Stored data:
- - - - -

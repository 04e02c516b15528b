//! Error types for the COVE API client.
//!
//! This module contains the configuration error type and the crate-wide
//! [`CoveError`] returned by every request operation.
//!
//! # Error Handling
//!
//! Configuration constructors return `Result<T, ConfigError>` to enable
//! fail-fast validation. Request operations return `Result<T, CoveError>`;
//! failures coming from the signer, the transport, or the JSON decoder are
//! wrapped without being reinterpreted, so callers can match on the original
//! error.
//!
//! # Example
//!
//! ```rust
//! use coveapi::{AppId, ConfigError};
//!
//! let result = AppId::new("");
//! assert!(matches!(result, Err(ConfigError::EmptyAppId)));
//! ```

use thiserror::Error;

use crate::auth::SigningError;
use crate::clients::HttpError;

/// Errors that can occur during client configuration.
#[derive(Debug, Error, Clone, PartialEq, Eq)]
pub enum ConfigError {
    /// App id cannot be empty.
    #[error("App id cannot be empty. Please provide a valid COVE API app id.")]
    EmptyAppId,

    /// App secret cannot be empty.
    #[error("App secret cannot be empty. Please provide a valid COVE API app secret.")]
    EmptyAppSecret,

    /// A required field is missing.
    #[error("Missing required field: '{field}'. This field must be set before building the configuration.")]
    MissingRequiredField {
        /// The name of the missing field.
        field: &'static str,
    },

    /// Host URL is invalid.
    #[error("Invalid host URL '{url}'. Expected scheme and authority only (e.g., 'http://api.pbs.org').")]
    InvalidHostUrl {
        /// The invalid URL that was provided.
        url: String,
    },
}

/// Unified error type for COVE API operations.
///
/// # Example
///
/// ```rust,ignore
/// use coveapi::CoveError;
///
/// match connection.programs().filter(&params).await {
///     Ok(json) => println!("{json}"),
///     Err(CoveError::Http(e)) => println!("request failed: {e}"),
///     Err(CoveError::Decode(e)) => println!("bad JSON: {e}"),
///     Err(other) => println!("{other}"),
/// }
/// ```
#[derive(Debug, Error)]
pub enum CoveError {
    /// Configuration validation failed.
    #[error(transparent)]
    Config(#[from] ConfigError),

    /// The resource locator is neither an id, an absolute URI, nor a path.
    #[error("Invalid resource locator '{locator}'. Expected a positive id, an absolute http(s) URI, or a path starting with '/'.")]
    MalformedLocator {
        /// The rejected locator.
        locator: String,
    },

    /// The resource URI does not have a `/root/version/object` path.
    #[error("Malformed resource URI '{uri}'. Expected a path of the form '/root/version/object/[id]'.")]
    MalformedUri {
        /// The rejected URI.
        uri: String,
    },

    /// The collection name is not one the API exposes.
    #[error("Unknown collection '{name}'.")]
    UnknownCollection {
        /// The unrecognized collection name.
        name: String,
    },

    /// The request signer rejected the request.
    #[error(transparent)]
    Signing(#[from] SigningError),

    /// The transport failed or the server answered with a non-2xx status.
    #[error(transparent)]
    Http(#[from] HttpError),

    /// The response body is not valid JSON.
    #[error("Failed to decode response body: {0}")]
    Decode(#[from] serde_json::Error),
}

- - - - -

TASK INSTRUCTIONS: For the word "resource", work out how many lines of the entries contain it, and state the number alone.

OUTPUT OF THE TASK: 4